Jaguar’s new XJR excels in design, dynamics and comfort
To make a premium automobile, one follows a long-established recipe. Take one large saloon car, sizeable enough to accommodate styling that's fluid, expansive and elegant. Add wood, leather and a healthy dash of techno trickery. Ensure that the bits below the bonnet throw out power to propel the above ensemble to speeds well in excess of common sense. And finally, ensure that the badge on said bonnet is suitably prestigious enough to generate just the right kind of subtle envy.
Jaguar's XJ is the company's flagship, and it fulfils all of the above criteria. Introduced back in 2009, it's most notable for being the car that broke the mould, finally ending the firm's four decade-long reliance on a graceful but rather tired design language. Instead of aping the past, the new car was bold, fluid and graceful, with more than a hint of attitude in the detailing. You either liked it, or you didn't; the days of serene, graceful, dependable beauty had passed. Either way, it was still a brilliant car to drive and be driven in.
Over time the XJ has evolved, as every production car does, with each year seeing nips, tucks and other improvements. The very latest iteration is the XJR, the supercharged flagship of flagships that splices the comfortable accommodation with the company's most explosive powertrain. Nestling under the XJR's expansive bodywork is a supercharged V8 (still a potent combination of words), putting out 542bhp.
This is a lot, by any standards, and it gives the aluminium-structured XJ scalding performance, more than enough to make it a twitchy prospect on slippery roads but a pure delight in the right hands and the right conditions. The acceleration is so extreme that is has automotive scribes reaching into their grab bags of motoring metaphors, looking for the right way of describing the feeling of something so sizeable move so quickly, while the car steers and stops in a way that belies its size.
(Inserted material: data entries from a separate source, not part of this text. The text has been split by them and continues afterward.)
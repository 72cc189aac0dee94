//! Core order data types.

use chrono::{DateTime, Utc};
use serde::{Deserialize, Serialize};

/// Fallback image shown when a restaurant has no photo configured.
pub const PLACEHOLDER_PHOTO_URL: &str = "https://placehold.co/600x400?text=Restaurant";

/// Coarse fulfillment status of an order.
///
/// Six values form the ordered tracked sequence
/// (`Confirmed -> Preparing -> DriverAssigned -> OutForDelivery -> Arriving ->
/// Delivered`). `Delayed` sits outside the ordering: it can be reported at any
/// point and carries no position of its own.
#[derive(Debug, Clone, Copy, Serialize, Deserialize, PartialEq, Eq)]
#[serde(rename_all = "snake_case")]
pub enum OrderStatus {
    /// Order accepted by the platform.
    Confirmed,
    /// The restaurant is preparing the food.
    Preparing,
    /// A courier has been matched to the order.
    DriverAssigned,
    /// The courier has picked up the order.
    OutForDelivery,
    /// The courier is close to the destination.
    Arriving,
    /// Order handed over to the customer (terminal).
    Delivered,
    /// Out-of-band: the order is running late.
    Delayed,
}

/// The ordered sequence of statuses a tracked order moves through.
pub const TRACKED_SEQUENCE: [OrderStatus; 6] = [
    OrderStatus::Confirmed,
    OrderStatus::Preparing,
    OrderStatus::DriverAssigned,
    OrderStatus::OutForDelivery,
    OrderStatus::Arriving,
    OrderStatus::Delivered,
];

impl OrderStatus {
    /// Position within the tracked sequence, `None` for out-of-band statuses.
    pub fn position(&self) -> Option<usize> {
        TRACKED_SEQUENCE.iter().position(|s| s == self)
    }

    /// Returns true if this status is part of the tracked sequence.
    pub fn is_tracked(&self) -> bool {
        self.position().is_some()
    }

    /// Returns true if no further progression occurs after this status.
    pub fn is_terminal(&self) -> bool {
        matches!(self, OrderStatus::Delivered)
    }

    /// The successor in the tracked sequence.
    ///
    /// `None` at the terminal status and for out-of-band statuses.
    pub fn next_tracked(&self) -> Option<OrderStatus> {
        let idx = self.position()?;
        TRACKED_SEQUENCE.get(idx + 1).copied()
    }

    /// Returns the status slug (for filtering and log fields).
    pub fn as_slug(&self) -> &'static str {
        match self {
            OrderStatus::Confirmed => "confirmed",
            OrderStatus::Preparing => "preparing",
            OrderStatus::DriverAssigned => "driver_assigned",
            OrderStatus::OutForDelivery => "out_for_delivery",
            OrderStatus::Arriving => "arriving",
            OrderStatus::Delivered => "delivered",
            OrderStatus::Delayed => "delayed",
        }
    }

    /// Human-readable name, as shown on the order journey.
    pub fn display_name(&self) -> &'static str {
        match self {
            OrderStatus::Confirmed => "Order Confirmed",
            OrderStatus::Preparing => "Restaurant Preparing",
            OrderStatus::DriverAssigned => "Driver Assigned",
            OrderStatus::OutForDelivery => "Out for Delivery",
            OrderStatus::Arriving => "Arriving Soon",
            OrderStatus::Delivered => "Delivered",
            OrderStatus::Delayed => "Delayed",
        }
    }
}

impl std::fmt::Display for OrderStatus {
    fn fmt(&self, f: &mut std::fmt::Formatter<'_>) -> std::fmt::Result {
        f.write_str(self.display_name())
    }
}

/// A geographic point with an optional street address.
#[derive(Debug, Clone, Serialize, Deserialize, PartialEq)]
pub struct GeoPoint {
    pub lat: f64,
    pub lng: f64,
    /// Street address or place label, when known.
    #[serde(default, skip_serializing_if = "Option::is_none")]
    pub address: Option<String>,
}

impl GeoPoint {
    /// Create a point without an address.
    pub fn new(lat: f64, lng: f64) -> Self {
        Self {
            lat,
            lng,
            address: None,
        }
    }

    /// Attach a street address or place label.
    pub fn with_address(mut self, address: impl Into<String>) -> Self {
        self.address = Some(address.into());
        self
    }
}

/// The restaurant an order originates from.
#[derive(Debug, Clone, Serialize, Deserialize, PartialEq)]
pub struct RestaurantInfo {
    pub name: String,
    pub location: GeoPoint,
    /// Photo URL, when the restaurant has one.
    #[serde(default, skip_serializing_if = "Option::is_none")]
    pub photo_url: Option<String>,
}

impl RestaurantInfo {
    pub fn new(name: impl Into<String>, location: GeoPoint) -> Self {
        Self {
            name: name.into(),
            location,
            photo_url: None,
        }
    }

    /// Attach a photo URL.
    pub fn with_photo_url(mut self, url: impl Into<String>) -> Self {
        self.photo_url = Some(url.into());
        self
    }

    /// The restaurant photo, falling back to a placeholder when unset.
    pub fn photo_url_or_placeholder(&self) -> &str {
        self.photo_url.as_deref().unwrap_or(PLACEHOLDER_PHOTO_URL)
    }
}

/// Static details of one tracked order.
#[derive(Debug, Clone, Serialize, Deserialize, PartialEq)]
pub struct OrderInfo {
    /// Order reference shown to the customer (e.g. "FD-6B3A9").
    pub id: String,
    /// Estimated delivery time, preformatted for display.
    pub eta: String,
    pub restaurant: RestaurantInfo,
    /// Where the order is delivered to.
    pub destination: GeoPoint,
    /// Last reported courier position, when one has been reported.
    #[serde(default, skip_serializing_if = "Option::is_none")]
    pub driver_location: Option<GeoPoint>,
}

/// One status change reported by a status feed.
#[derive(Debug, Clone, Serialize, Deserialize, PartialEq)]
pub struct StatusEvent {
    pub status: OrderStatus,
    /// When the change was observed.
    pub at: DateTime<Utc>,
}

impl StatusEvent {
    pub fn new(status: OrderStatus, at: DateTime<Utc>) -> Self {
        Self { status, at }
    }

    /// Stamp an event with the current time.
    pub fn now(status: OrderStatus) -> Self {
        Self::new(status, Utc::now())
    }
}

#[cfg(test)]
mod tests {
    use super::*;

    #[test]
    fn test_tracked_sequence_positions() {
        for (idx, status) in TRACKED_SEQUENCE.iter().enumerate() {
            assert_eq!(status.position(), Some(idx));
            assert!(status.is_tracked());
        }
    }

    #[test]
    fn test_delayed_has_no_position() {
        assert_eq!(OrderStatus::Delayed.position(), None);
        assert!(!OrderStatus::Delayed.is_tracked());
        assert!(!OrderStatus::Delayed.is_terminal());
    }

    #[test]
    fn test_only_delivered_is_terminal() {
        assert!(OrderStatus::Delivered.is_terminal());
        for status in TRACKED_SEQUENCE.iter().take(TRACKED_SEQUENCE.len() - 1) {
            assert!(!status.is_terminal(), "{} should not be terminal", status);
        }
    }

    #[test]
    fn test_next_tracked_walks_the_sequence() {
        assert_eq!(
            OrderStatus::Confirmed.next_tracked(),
            Some(OrderStatus::Preparing)
        );
        assert_eq!(
            OrderStatus::Arriving.next_tracked(),
            Some(OrderStatus::Delivered)
        );
        assert_eq!(OrderStatus::Delivered.next_tracked(), None);
        assert_eq!(OrderStatus::Delayed.next_tracked(), None);
    }

    #[test]
    fn test_status_slugs() {
        assert_eq!(OrderStatus::DriverAssigned.as_slug(), "driver_assigned");
        assert_eq!(OrderStatus::OutForDelivery.as_slug(), "out_for_delivery");
        assert_eq!(OrderStatus::Delayed.as_slug(), "delayed");
    }

    #[test]
    fn test_status_display_names() {
        assert_eq!(OrderStatus::Confirmed.to_string(), "Order Confirmed");
        assert_eq!(OrderStatus::Preparing.to_string(), "Restaurant Preparing");
        assert_eq!(OrderStatus::Arriving.to_string(), "Arriving Soon");
    }

    #[test]
    fn test_status_serialization_uses_slugs() {
        let json = serde_json::to_string(&OrderStatus::OutForDelivery).unwrap();
        assert_eq!(json, r#""out_for_delivery""#);

        let parsed: OrderStatus = serde_json::from_str(r#""driver_assigned""#).unwrap();
        assert_eq!(parsed, OrderStatus::DriverAssigned);
    }

    #[test]
    fn test_photo_url_falls_back_to_placeholder() {
        let plain = RestaurantInfo::new("The Gourmet Kitchen", GeoPoint::new(34.0522, -118.2437));
        assert_eq!(plain.photo_url_or_placeholder(), PLACEHOLDER_PHOTO_URL);

        let with_photo = plain.with_photo_url("https://cdn.example.com/kitchen.jpg");
        assert_eq!(
            with_photo.photo_url_or_placeholder(),
            "https://cdn.example.com/kitchen.jpg"
        );
    }

    #[test]
    fn test_geo_point_with_address() {
        let point = GeoPoint::new(34.0722, -118.2637).with_address("123 AppDev Lane");
        assert_eq!(point.address.as_deref(), Some("123 AppDev Lane"));
    }

    #[test]
    fn test_order_info_serialization() {
        let order = OrderInfo {
            id: "FD-6B3A9".to_string(),
            eta: "07:45 PM".to_string(),
            restaurant: RestaurantInfo::new(
                "The Gourmet Kitchen",
                GeoPoint::new(34.0522, -118.2437),
            ),
            destination: GeoPoint::new(34.0722, -118.2637).with_address("123 AppDev Lane"),
            driver_location: None,
        };

        let json = serde_json::to_string(&order).unwrap();
        // Unset driver location is skipped entirely
        assert!(!json.contains("driver_location"));

        let parsed: OrderInfo = serde_json::from_str(&json).unwrap();
        assert_eq!(parsed, order);
    }

    #[test]
    fn test_status_event_round_trip() {
        let event = StatusEvent::new(OrderStatus::Preparing, Utc::now());
        let json = serde_json::to_string(&event).unwrap();
        let parsed: StatusEvent = serde_json::from_str(&json).unwrap();
        assert_eq!(parsed, event);
    }
}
Since the XJ originally arrived, Jaguar has done an excellent job of reminding the world that it can excel in every department; design, dynamics and comfort. The new F-Type is the company's most potent sports car in a generation but although the XJR outpaces it (on paper at least), in the real world this larger car is best treated in ways that flatter its dual character; a devastatingly swift machine that is also one of the most comfortable and refined ways of travelling, in either front or rear compartment.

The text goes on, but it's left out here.